[Dataset entries]

###

//! Thread identities and the message envelope exchanged between threads.

use std::fmt;

use crate::utils::{Codec, ParasyncError};

use bytes::{BufMut, Bytes, BytesMut};

use serde::{Deserialize, Serialize};

/// Parameter (feature) key.
pub type Key = u32;

/// Table (model) identifier.
pub type TableId = u32;

/// Node identifier within the cluster.
pub type NodeId = u16;

/// Role pool a thread id is drawn from.
#[derive(
    Debug,
    Clone,
    Copy,
    PartialEq,
    Eq,
    Hash,
    PartialOrd,
    Ord,
    Serialize,
    Deserialize,
)]
pub enum ThreadKind {
    /// Server thread owning table shards.
    Server,
    /// Background helper thread paired with a worker.
    Helper,
    /// Dynamically allocated application worker thread.
    Worker,
    /// The node's engine driver (reset acks and barriers).
    Driver,
}

impl ThreadKind {
    fn tag(&self) -> u8 {
        match self {
            ThreadKind::Server => 0,
            ThreadKind::Helper => 1,
            ThreadKind::Worker => 2,
            ThreadKind::Driver => 3,
        }
    }

    fn from_tag(tag: u8) -> Result<Self, ParasyncError> {
        match tag {
            0 => Ok(ThreadKind::Server),
            1 => Ok(ThreadKind::Helper),
            2 => Ok(ThreadKind::Worker),
            3 => Ok(ThreadKind::Driver),
            _ => Err(ParasyncError::msg(format!(
                "invalid thread kind tag {}",
                tag
            ))),
        }
    }
}

/// Opaque handle of a thread in the cluster. The owning node and the pool
/// are explicit fields; `slot` indexes into that node's pool.
#[derive(
    Debug,
    Clone,
    Copy,
    PartialEq,
    Eq,
    Hash,
    PartialOrd,
    Ord,
    Serialize,
    Deserialize,
)]
pub struct ThreadId {
    pub node: NodeId,
    pub kind: ThreadKind,
    pub slot: u16,
}

impl ThreadId {
    pub fn server(node: NodeId, slot: u16) -> Self {
        ThreadId {
            node,
            kind: ThreadKind::Server,
            slot,
        }
    }

    pub fn helper(node: NodeId, slot: u16) -> Self {
        ThreadId {
            node,
            kind: ThreadKind::Helper,
            slot,
        }
    }

    pub fn worker(node: NodeId, slot: u16) -> Self {
        ThreadId {
            node,
            kind: ThreadKind::Worker,
            slot,
        }
    }

    pub fn driver(node: NodeId) -> Self {
        ThreadId {
            node,
            kind: ThreadKind::Driver,
            slot: 0,
        }
    }
}

impl fmt::Display for ThreadId {
    fn fmt(&self, f: &mut fmt::Formatter) -> fmt::Result {
        let kind = match self.kind {
            ThreadKind::Server => 's',
            ThreadKind::Helper => 'h',
            ThreadKind::Worker => 'w',
            ThreadKind::Driver => 'd',
        };
        write!(f, "{}{}.{}", kind, self.node, self.slot)
    }
}

impl Codec for ThreadId {
    const WIDTH: usize = 5;

    fn encode(vals: &[Self]) -> Bytes {
        let mut buf = BytesMut::with_capacity(vals.len() * Self::WIDTH);
        for tid in vals {
            buf.put_u16_le(tid.node);
            buf.put_u8(tid.kind.tag());
            buf.put_u16_le(tid.slot);
        }
        buf.freeze()
    }

    fn decode(buf: &[u8]) -> Result<Vec<Self>, ParasyncError> {
        if buf.len() % Self::WIDTH != 0 {
            return Err(ParasyncError::msg(format!(
                "buffer length {} not a multiple of {} for ThreadId",
                buf.len(),
                Self::WIDTH
            )));
        }
        buf.chunks_exact(Self::WIDTH)
            .map(|c| {
                Ok(ThreadId {
                    node: u16::from_le_bytes([c[0], c[1]]),
                    kind: ThreadKind::from_tag(c[2])?,
                    slot: u16::from_le_bytes([c[3], c[4]]),
                })
            })
            .collect()
    }
}

/// Operation carried by a message.
#[derive(Debug, Clone, Copy, PartialEq, Eq, Hash, Serialize, Deserialize)]
pub enum Flag {
    Add,
    Get,
    Clock,
    ResetWorkerInModel,
    Exit,
    Barrier,
    ProgressReport,
    DoThis,
    BegunHelping,
    HelpCompleted,
    CancelHelp,
    DontNeedHelp,
}

/// Message header.
#[derive(Debug, Clone, Copy, PartialEq, Eq, Serialize, Deserialize)]
pub struct Meta {
    pub sender: ThreadId,
    pub recver: ThreadId,
    pub model_id: TableId,
    pub flag: Flag,
}

/// Unit of communication: a header plus an ordered list of encoded typed
/// arrays. For `Add`/`Get` the first array holds keys, and the second holds
/// values in the table's value type.
#[derive(Debug, Clone, PartialEq, Serialize, Deserialize)]
pub struct Message {
    pub meta: Meta,
    pub data: Vec<Bytes>,
}

impl Message {
    pub fn new(
        sender: ThreadId,
        recver: ThreadId,
        model_id: TableId,
        flag: Flag,
    ) -> Self {
        Message {
            meta: Meta {
                sender,
                recver,
                model_id,
                flag,
            },
            data: vec![],
        }
    }

    /// Termination notice for a dispatch loop.
    pub fn exit(sender: ThreadId, recver: ThreadId) -> Self {
        Self::new(sender, recver, 0, Flag::Exit)
    }

    /// Appends an encoded array to the payload.
    pub fn add_data<T: Codec>(&mut self, vals: &[T]) {
        self.data.push(T::encode(vals));
    }

    /// Builder-style variant of `add_data`.
    pub fn with_data<T: Codec>(mut self, vals: &[T]) -> Self {
        self.add_data(vals);
        self
    }

    /// Decodes the payload array at `idx`.
    pub fn get_data<T: Codec>(
        &self,
        idx: usize,
    ) -> Result<Vec<T>, ParasyncError> {
        match self.data.get(idx) {
            Some(buf) => T::decode(buf),
            None => Err(ParasyncError::msg(format!(
                "message {:?} has no data array {}",
                self.meta.flag, idx
            ))),
        }
    }

    /// Empty message going back to this message's sender on the same model.
    pub fn reply(&self, flag: Flag) -> Message {
        Message::new(
            self.meta.recver,
            self.meta.sender,
            self.meta.model_id,
            flag,
        )
    }
}

#[cfg(test)]
mod message_tests {
    use super::*;

    #[test]
    fn thread_id_display() {
        assert_eq!(format!("{}", ThreadId::server(0, 1)), "s0.1");
        assert_eq!(format!("{}", ThreadId::worker(2, 13)), "w2.13");
        assert_eq!(format!("{}", ThreadId::driver(1)), "d1.0");
    }

    #[test]
    fn thread_id_codec() -> Result<(), ParasyncError> {
        let tids = vec![
            ThreadId::worker(3, 70),
            ThreadId::helper(0, 1),
            ThreadId::driver(258),
        ];
        let buf = ThreadId::encode(&tids);
        assert_eq!(buf.len(), 15);
        assert_eq!(ThreadId::decode(&buf)?, tids);
        assert!(ThreadId::decode(&[0, 0, 9, 0, 0]).is_err());
        Ok(())
    }

    #[test]
    fn payload_arrays() -> Result<(), ParasyncError> {
        let msg = Message::new(
            ThreadId::worker(0, 0),
            ThreadId::server(0, 0),
            5,
            Flag::Add,
        )
        .with_data::<u32>(&[3, 9])
        .with_data::<f32>(&[0.5, -1.0]);
        assert_eq!(msg.get_data::<u32>(0)?, vec![3, 9]);
        assert_eq!(msg.get_data::<f32>(1)?, vec![0.5, -1.0]);
        assert!(msg.get_data::<u32>(2).is_err());
        Ok(())
    }

    #[test]
    fn reply_swaps_ends() {
        let msg = Message::new(
            ThreadId::worker(1, 2),
            ThreadId::server(0, 0),
            5,
            Flag::Get,
        );
        let reply = msg.reply(Flag::Get);
        assert_eq!(reply.meta.sender, ThreadId::server(0, 0));
        assert_eq!(reply.meta.recver, ThreadId::worker(1, 2));
        assert_eq!(reply.meta.model_id, 5);
        assert!(reply.data.is_empty());
    }

    #[test]
    fn wire_encoding() -> Result<(), ParasyncError> {
        let msg = Message::new(
            ThreadId::helper(0, 3),
            ThreadId::worker(1, 0),
            0,
            Flag::DoThis,
        )
        .with_data::<i64>(&[1, 95, 100, 1700000000000]);
        let bytes = rmp_serde::encode::to_vec(&msg)?;
        let back: Message = rmp_serde::decode::from_slice(&bytes)?;
        assert_eq!(back, msg);
        Ok(())
    }
}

###

● Task statement: Search the data for the word "header" and copy each line where it appears.

● Answer section:
/// Message header.
/// Unit of communication: a header plus an ordered list of encoded typed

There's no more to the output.